Re: L Am In A State Of Dilemma. Advice Please!!! by Nobody: 6:37pm On Nov 28, 2016
Richy4:
[b]what I can summarize in your write up is, u feel

<<<Biological clock is ticking
<<<You want someone that will say, let's head to the Altar tomorrow
<<<You are presumably looking for an already made maybe without investing...Remember U have to sow before you reap

It might be looking gloomy for this guy now... but you never can tell tomorrow...I understand Nigerian institution how pathetic they are when handling the futures of some students...
You are kinda desperate now and for you, love does not play a part....The way I see it, any one that shows you the slightest interest is whom the holy spirit says it was...Biko, I suggest you slow down a little..Things sometimes does not go the way we wanted it.... But you have to slow down and work towards it

Please think carefully before you make any move.... I wouldn't want you to fall into the hand of a wrong man who will capitalize on your quest to have a man and teach u one or two lessons .. and I will not want you to dump him now and later try to make a move to come back when things became ok with him...The way I see it, he likes u and even took you to his mama but for you, likeness and love is not enough for now...... I just hope you will not disturb his phone in future when he is trying to settle down with someone else....

I am not trying to prophesy here for the future but this kind of thing sometimes leads to infidelity when some men will not let go of their old crush....and the woman would not let the man relax and settle down with whom he has found as substitute.....knowing that she has made a hell of mistake in rushing into an unhappy marriage instead of waiting for who actually loved her [/b]
Thanks for the contribution but what works for A doesn't always work for B. l understand you think I should still stick around and all that.
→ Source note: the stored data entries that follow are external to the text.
fn render_section_nav(app: &App, frame: &mut Frame, area: Rect) {
    let block = Block::default()
        .borders(Borders::ALL)
        .border_style(Style::default().fg(Color::DarkGray))
        .title(" Sections ");

    let items: Vec<ListItem> = SectionId::ALL
        .iter()
        .map(|id| {
            let marker = if app.result_view.is_collapsed(*id) { "▸" } else { "▾" };
            ListItem::new(format!(" {} {} ", marker, id.label()))
        })
        .collect();

    let list = List::new(items)
        .block(block)
        .highlight_style(
            Style::default()
                .bg(Color::Blue)
                .fg(Color::White)
                .add_modifier(Modifier::BOLD),
        )
        .highlight_symbol("> ");

    let mut state = ListState::default().with_selected(Some(app.result_view.selected().index()));
    frame.render_stateful_widget(list, area, &mut state);
}

fn render_sections(app: &mut App, frame: &mut Frame, area: Rect) {
    let block = Block::default()
        .borders(Borders::ALL)
        .border_style(Style::default().fg(Color::Cyan))
        .title(format!(" {} ", app.result_view.selected().title()));

    let inner = block.inner(area);
    app.result_height = inner.height;

    let Some(pack) = app.session.current() else {
        let placeholder = Paragraph::new("No prep pack loaded")
            .style(Style::default().fg(Color::DarkGray))
            .block(block);
        frame.render_widget(placeholder, area);
        return;
    };

    // Leave a column for the scrollbar
    let width = (inner.width as usize).saturating_sub(1).max(10);
    let sections = project(pack, &app.result_view);
    let selected = app.result_view.selected();

    let mut lines: Vec<Line<'static>> = Vec::new();
    let mut offsets = Vec::with_capacity(sections.len());
    for section in &sections {
        offsets.push((section.id, lines.len() as u16));
        push_section(&mut lines, section, section.id == selected, width);
    }

    app.total_result_lines = lines.len() as u16;
    app.section_offsets = offsets;

    if app.scroll_to_selected {
        app.scroll_to_selected = false;
        if let Some((_, offset)) = app.section_offsets.iter().find(|(id, _)| *id == selected) {
            app.result_scroll = *offset;
        }
    }
    let max_scroll = app.total_result_lines.saturating_sub(app.result_height);
    app.result_scroll = app.result_scroll.min(max_scroll);

    let paragraph = Paragraph::new(lines)
        .block(block)
        .scroll((app.result_scroll, 0));
    frame.render_widget(paragraph, area);

    if app.total_result_lines > app.result_height {
        let scrollbar = Scrollbar::new(ScrollbarOrientation::VerticalRight)
            .begin_symbol(Some("^"))
            .end_symbol(Some("v"));

        let mut scrollbar_state = ScrollbarState::new(max_scroll as usize)
            .position(app.result_scroll as usize);

        frame.render_stateful_widget(
            scrollbar,
            area.inner(Margin {
                vertical: 1,
                horizontal: 0,
            }),
            &mut scrollbar_state,
        );
    }
}

fn push_section(lines: &mut Vec<Line<'static>>, section: &RenderedSection, selected: bool, width: usize) {
    let marker = if section.collapsed { "▸" } else { "▾" };
    let title_style = if selected {
        Style::default().fg(Color::Cyan).add_modifier(Modifier::BOLD)
    } else {
        Style::default().fg(Color::White).add_modifier(Modifier::BOLD)
    };
    lines.push(Line::from(vec![
        Span::styled(format!("{} ", marker), Style::default().fg(Color::DarkGray)),
        Span::styled(section.id.title().to_string(), title_style),
    ]));
    lines.push(Line::from(Span::styled(
        format!("  {}", section.id.subtitle()),
        Style::default().fg(Color::DarkGray).add_modifier(Modifier::ITALIC),
    )));

    if section.collapsed {
        lines.push(Line::default());
        return;
    }
    lines.push(Line::default());

    let chips: Vec<&str> = section
        .entries
        .iter()
        .filter_map(|entry| match entry {
            Entry::Chip(text) => Some(text.as_str()),
            _ => None,
        })
        .collect();
    if !chips.is_empty() {
        push_chips(lines, &chips, width);
    }

    let plain = Style::default();
    for entry in &section.entries {
        match entry {
            Entry::Chip(_) => {}
            Entry::Text(text) => push_wrapped(lines, "  ", "  ", text, width, plain, plain),
            Entry::Bullet(text) => push_wrapped(
                lines,
                "  • ",
                "    ",
                text,
                width,
                plain,
                Style::default().fg(Color::Cyan),
            ),
            Entry::Numbered { n, text } => {
                let prefix = format!("  {}. ", n);
                let indent = " ".repeat(prefix.chars().count());
                push_wrapped(lines, &prefix, &indent, text, width, plain, Style::default().fg(Color::Yellow));
            }
            Entry::Question { n, question, outline, selected } => {
                let cursor = if *selected { "> " } else { "  " };
                let prefix = format!("{}{:02}. ", cursor, n);
                let indent = " ".repeat(prefix.chars().count());
                let style = if *selected {
                    Style::default().fg(Color::Black).bg(Color::Yellow).bold()
                } else {
                    Style::default().bold()
                };
                push_wrapped(lines, &prefix, &indent, question, width, style, style);
                match outline {
                    Some(outline) => {
                        lines.push(Line::from(Span::styled(
                            format!("{}Answer outline:", indent),
                            Style::default().fg(Color::Green).add_modifier(Modifier::ITALIC),
                        )));
                        push_wrapped(lines, &indent, &indent, outline, width, plain, plain);
                    }
                    None if *selected => lines.push(Line::from(Span::styled(
                        format!("{}(o to show answer outline)", indent),
                        Style::default().fg(Color::DarkGray),
                    ))),
                    None => {}
                }
                lines.push(Line::default());
            }
            Entry::Day { n, text } => {
                lines.push(Line::from(Span::styled(
                    format!("  Day {}", n),
                    Style::default().fg(Color::Magenta).bold(),
                )));
                push_wrapped(lines, "    ", "    ", text, width, plain, plain);
            }
            Entry::Placeholder => lines.push(Line::from(Span::styled(
                "  —",
                Style::default().fg(Color::DarkGray),
            ))),
        }
    }
    lines.push(Line::default());
}

/// Lay skill chips out left to right, starting a new row when one would overflow.
fn push_chips(lines: &mut Vec<Line<'static>>, chips: &[&str], width: usize) {
    let chip_style = Style::default().bg(Color::Blue).fg(Color::White);
    let mut row: Vec<Span<'static>> = vec![Span::raw("  ")];
    let mut used = 2;

    for chip in chips {
        let label = format!(" {} ", chip.split_whitespace().collect::<Vec<_>>().join(" "));
        let len = label.chars().count() + 1;
        if used + len > width && row.len() > 1 {
            lines.push(Line::from(std::mem::take(&mut row)));
            row.push(Span::raw("  "));
            used = 2;
        }
        row.push(Span::styled(label, chip_style));
        row.push(Span::raw(" "));
        used += len;
    }
    lines.push(Line::from(row));
}

/// Word-wrap `text` with a first-line prefix and a hanging indent for the rest.
fn push_wrapped(
    lines: &mut Vec<Line<'static>>,
    prefix: &str,
    indent: &str,
    text: &str,
    width: usize,
    text_style: Style,
    prefix_style: Style,
) {
    let avail = width.saturating_sub(indent.chars().count()).max(1);
    for (idx, row) in wrap_words(text, avail).into_iter().enumerate() {
        let lead = if idx == 0 { prefix } else { indent };
        lines.push(Line::from(vec![
            Span::styled(lead.to_string(), prefix_style),
            Span::styled(row, text_style),
        ]));
    }
}

/// Greedy word wrap by character count. Blank input yields a single empty row.
fn wrap_words(text: &str, width: usize) -> Vec<String> {
    let width = width.max(1);
    let mut rows = Vec::new();

    for paragraph in text.lines() {
        let mut current = String::new();
        let mut current_len = 0;
        for word in paragraph.split_whitespace() {
            let mut word: Vec<char> = word.chars().collect();
            // Hard-break words longer than a whole row
            while word.len() > width {
                if current_len > 0 {
                    rows.push(std::mem::take(&mut current));
                    current_len = 0;
                }
                rows.push(word[..width].iter().collect());
                word.drain(..width);
            }
            if word.is_empty() {
                continue;
            }
            let needed = if current_len == 0 { word.len() } else { current_len + 1 + word.len() };
            if needed > width {
                rows.push(std::mem::take(&mut current));
                current_len = 0;
            }
            if current_len > 0 {
                current.push(' ');
                current_len += 1;
            }
            current.extend(word.iter());
            current_len += word.len();
        }
        if current_len > 0 {
            rows.push(current);
        }
    }

    if rows.is_empty() {
        rows.push(String::new());
    }
    rows
}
But my dear, l don't do long term dating and all that. l made it clear from the start. I was thinking he will sort himself out in two years time like he said. l mean, I don't get it? He said his course adviser is not always around and@ that if he knew he would have written JAMB a long time ago. If he has been wafted why not he tell me? okay, if you were in my shoes what will you do?

2 Likes

Re: L Am In A State Of Dilemma. Advice Please!!! by Richy4(m): 8:32pm On Nov 28, 2016
bibiani:
Thanks for the contribution but what works for A doesn't always work for B. l understand you think I should still stick around and all that. But my dear, l don't do long term dating and all that. l made it clear from the start. I was thinking he will sort himself out in two years time like he said. l mean, I don't get it? He said his course adviser is not always around and@ that if he knew he would have written JAMB a long time ago. If he has been wafted why not he tell me? okay, if you were in my shoes what will you do?

[b]In 2003 @ Enugu state university of Science and Technology, A student we presumed was from Geology department shot and killed a lecturer that was keeping him for 4 years...All his mates have graduated then and some even forgot their reg. number.. but the guy was still running after the same lecturer pleading with him to let him graduate....we heard as a rumor that he swore that he will never graduate ....so I believe such things do happen in Nigerian institution...and maybe your friend was seriously in deep problem with a demigod lecturer.who sees himself /herself as the almighty...... and the funniest thing is that there's no one to complain to because they are all the same..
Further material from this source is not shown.